Instructions for the task
Where does the string "MODULE" appear in the listing below? Copy every line where it does.

Entries supplied

//! Smoke Screen Unit tests for order lifecycle components
//!
//! These tests span the public API and check each component in isolation
//! from the service scenarios. They mostly cover the happy path.

use order_lifecycle::{
    OrderStatus, TransitionAuthority, TransitionError,
    config::ServiceConfig,
    inventory::LineItem,
    logging::init_logging,
    order::Order,
    record::{TimeStamp, TransitionRecord},
    service::OrderService,
    utils::{new_order_id, new_uuid_to_bech32},
};

// UTILS MODULE TESTS
#[cfg(test)]
mod utils_tests {
    use super::*;

    /// Order ids carry the order_ prefix and the bech32 separator
    #[test]
    fn order_ids_are_prefixed() {
        let id = new_order_id().unwrap();

        assert!(id.starts_with("order_1"));
        assert!(id.len() > 10);
    }

    /// Empty prefixes are not valid bech32
    #[test]
    fn handles_empty_hrp() {
        assert!(new_uuid_to_bech32("").is_err());
    }

    /// Test that multiple calls generate unique identifiers
    #[test]
    fn generates_unique_ids() {
        let id1 = new_order_id().unwrap();
        let id2 = new_order_id().unwrap();

        assert_ne!(id1, id2);
    }
}

// STATUS MODULE TESTS
#[cfg(test)]
mod status_tests {
    use super::*;

    #[test]
    fn labels_are_human_readable() {
        assert_eq!(OrderStatus::PaymentCompleted.label(), "Payment completed");
        assert_eq!(OrderStatus::InTransit.to_string(), "In transit");
        assert_eq!(OrderStatus::ExchangeRequested.code(), "exchange_requested");
    }

    #[test]
    fn from_str_uses_codes() {
        let parsed: OrderStatus = "return_requested".parse().unwrap();
        assert_eq!(parsed, OrderStatus::ReturnRequested);

        let err = "Return requested".parse::<OrderStatus>().unwrap_err();
        assert!(err.is_internal());
    }
}

// AUTHORITY TESTS
#[cfg(test)]
mod authority_tests {
    use super::*;

    #[test]
    fn delivered_offers_three_paths() {
        assert_eq!(
            TransitionAuthority::allowed_from(OrderStatus::Delivered),
            &[
                OrderStatus::PurchaseConfirmed,
                OrderStatus::ReturnRequested,
                OrderStatus::ExchangeRequested
            ]
        );
    }

    #[test]
    fn rejection_message_is_actionable() {
        let err = TransitionAuthority::validate(OrderStatus::Preparing, OrderStatus::Delivered)
            .unwrap_err();

        assert!(matches!(err, TransitionError::IllegalTransition { .. }));
        assert_eq!(
            err.allowed(),
            &[OrderStatus::Shipped, OrderStatus::CancelRequested]
        );
        assert!(err.to_string().contains("Shipped, Cancel requested"));
    }
}

// RECORD TESTS
#[cfg(test)]
mod record_tests {
    use super::*;
    use chrono::Utc;

    #[test]
    fn record_cbor_roundtrip() {
        let record = TransitionRecord::new(
            "order_1abc".into(),
            OrderStatus::Delivered,
            OrderStatus::ExchangeRequested,
            TimeStamp::new(),
            "customer".into(),
            5,
        );

        let (hash, cbor) = record.build().unwrap();
        let decoded: TransitionRecord = minicbor::decode(&cbor).unwrap();

        assert_eq!(decoded, record);
        assert_eq!(hash.len(), 64);
    }

    #[test]
    fn timestamp_new_creates_current_time() {
        let ts = TimeStamp::new();
        let diff = (Utc::now() - ts.to_datetime_utc()).num_seconds().abs();

        assert!(diff < 1);
    }

    #[test]
    fn order_cbor_roundtrip() {
        let order = Order::new("order_1abc".into(), vec![LineItem::new("mug", 2)]);
        let decoded = Order::decode(&order.encode().unwrap()).unwrap();

        assert_eq!(decoded, order);
    }
}

// CONFIG + LOGGING TESTS
#[cfg(test)]
mod ambient_tests {
    use super::*;

    #[test]
    fn service_opens_from_config() {
        init_logging("order_lifecycle=debug");

        let dir = tempfile::tempdir().unwrap();
        let config = ServiceConfig {
            db_path: dir.path().join("orders.db"),
            temporary: true,
            ..ServiceConfig::default()
        };

        let service = OrderService::open(&config).unwrap();
        service.set_stock("mug", 1).unwrap();
        let order = service
            .place_order(vec![LineItem::new("mug", 1)], "smoke")
            .unwrap();

        assert_eq!(
            service.allowed_next(&order.order_id).unwrap(),
            vec![OrderStatus::Preparing, OrderStatus::CancelRequested]
        );
        assert!(service.flush().is_ok());
    }
}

Task solution
// UTILS MODULE TESTS
// STATUS MODULE TESTS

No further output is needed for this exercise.